I'm 34 and have always struggled to maintain close friendships - and the most uncomfortable thing I have ever admitted to myself is that I have been the one who made them hard to maintain, not through cruelty or carelessness but through a consistent and barely conscious tendency to keep just enough distance that nobody could ever get close enough to disappoint me - Silicon Canals
"I've maintained what I now recognize as 'surface friendships.' These are relationships that look perfectly healthy from the outside. We grab coffee, exchange texts about work stress, celebrate milestones together. But there's always this invisible barrier I've constructed, subtle enough that most people don't even notice it."
"I've become an expert at deflection. When someone asks how I'm really doing, I've got a repertoire of responses that sound authentic but reveal nothing. 'Oh, you know, just trying to keep up with everything!' or 'Can't complain, especially compared to what you're dealing with.' Then I quickly pivot the conversation back to them."
"Looking back, I can trace this pattern to my late twenties. I lost my best friend from college to a slow drift that taught me friendships require maintenance, not just history.
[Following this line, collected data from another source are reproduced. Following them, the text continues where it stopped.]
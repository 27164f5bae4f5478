use parsekit::{char, letter, Value, UNBOUNDED};

fn char_list(values: &str) -> Value {
    Value::List(values.chars().map(Value::Char).collect())
}

#[test]
fn star_accepts_empty_input() {
    let success = letter().star().parse("").expect("star never fails");
    assert_eq!(success.position(), 0);
    assert_eq!(success.value, Value::List(Vec::new()));
}

#[test]
fn plus_requires_one_element() {
    assert!(letter().plus().accept("a"));
    assert!(!letter().plus().accept("1"));
}

#[test]
fn repeat_honors_min_and_max() {
    let parser = char('a').repeat(2, 3);
    let success = parser.parse("aaaa").expect("three accepted");
    assert_eq!(success.position(), 3);
    assert_eq!(success.value, char_list("aaa"));

    let failure = parser.parse("a").expect_err("one is too few");
    assert_eq!(failure.message, "'a' expected");
    assert_eq!(failure.position(), 1);
}

#[test]
fn times_matches_exact_count() {
    let parser = char('a').times(2);
    let success = parser.parse("aaa").expect("two accepted");
    assert_eq!(success.position(), 2);
    assert!(!parser.accept("a"));
}

#[test]
#[should_panic(expected = "inverted")]
fn repeat_rejects_inverted_range() {
    let _ = char('a').repeat(3, 2);
}

#[test]
fn possessive_repetition_never_gives_back() {
    // the star blindly consumes every 'a', leaving none for the sequence tail
    let parser = char('a').star().seq(&char('a'));
    assert!(!parser.accept("aaa"));
}

#[test]
fn greedy_backtracks_until_limit_accepts() {
    let limit = char('a').seq(&char('b'));
    let parser = char('a').star_greedy(&limit);
    let success = parser.parse("aaab").expect("limit reachable");
    assert_eq!(success.position(), 2);
    assert_eq!(success.value, char_list("aa"));
}

#[test]
fn greedy_keeps_mandatory_elements() {
    let parser = char('a').repeat_greedy(&char('b'), 2, UNBOUNDED);
    let failure = parser.parse("aaa").expect_err("limit never accepts");
    assert_eq!(failure.message, "'b' expected");
}

#[test]
fn greedy_returns_limit_failure_when_nothing_matches() {
    let parser = char('a').star_greedy(&char('x'));
    let failure = parser.parse("bbb").expect_err("limit fails at start");
    assert_eq!(failure.message, "'x' expected");
    assert_eq!(failure.position(), 0);
}

#[test]
fn greedy_accepts_empty_match_when_limit_accepts() {
    let parser = char('a').star_greedy(&char('b'));
    let success = parser.parse("b").expect("empty repetition accepted");
    assert_eq!(success.position(), 0);
    assert_eq!(success.value, Value::List(Vec::new()));
}

#[test]
fn lazy_stops_as_soon_as_limit_accepts() {
    let parser = char('a').star_lazy(&char('b'));
    let success = parser.parse("aaab").expect("limit reachable");
    assert_eq!(success.position(), 3);
    assert_eq!(success.value, char_list("aaa"));
}

#[test]
fn lazy_accepts_empty_match_when_limit_accepts_at_start() {
    let parser = char('a').star_lazy(&char('a'));
    let success = parser.parse("a").expect("limit accepts immediately");
    assert_eq!(success.position(), 0);
    assert_eq!(success.value, Value::List(Vec::new()));
}

#[test]
fn lazy_fails_with_limit_failure_at_max() {
    let parser = char('a').repeat_lazy(&char('b'), 0, 2);
    let failure = parser.parse("aaab").expect_err("limit unreachable within max");
    assert_eq!(failure.message, "'b' expected");
    assert_eq!(failure.position(), 2);
}

#[test]
fn lazy_fails_with_limit_failure_when_delegate_dries_up() {
    let parser = char('a').star_lazy(&char('b'));
    let failure = parser.parse("aac").expect_err("neither limit nor delegate");
    assert_eq!(failure.message, "'b' expected");
    assert_eq!(failure.position(), 2);
}

#[test]
fn limit_is_not_consumed() {
    let greedy = char('a').star_greedy(&char('b')).seq(&char('b'));
    assert!(greedy.accept("aab"));
    let lazy = char('a').star_lazy(&char('b')).seq(&char('b'));
    assert!(lazy.accept("aab"));
}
We went from talking daily to monthly check-ins to awkward birthday texts."
A birthday dinner revealed a pattern of surface friendships, where connections appeared healthy but lacked depth. The individual recognized a tendency to keep people at arm's length, using deflection to avoid sharing personal struggles. This behavior stemmed from a past loss of a close friendship, highlighting the need for maintenance in relationships. The realization that disappointment felt threatening led to an understanding of the importance of vulnerability and genuine connection in fostering meaningful friendships.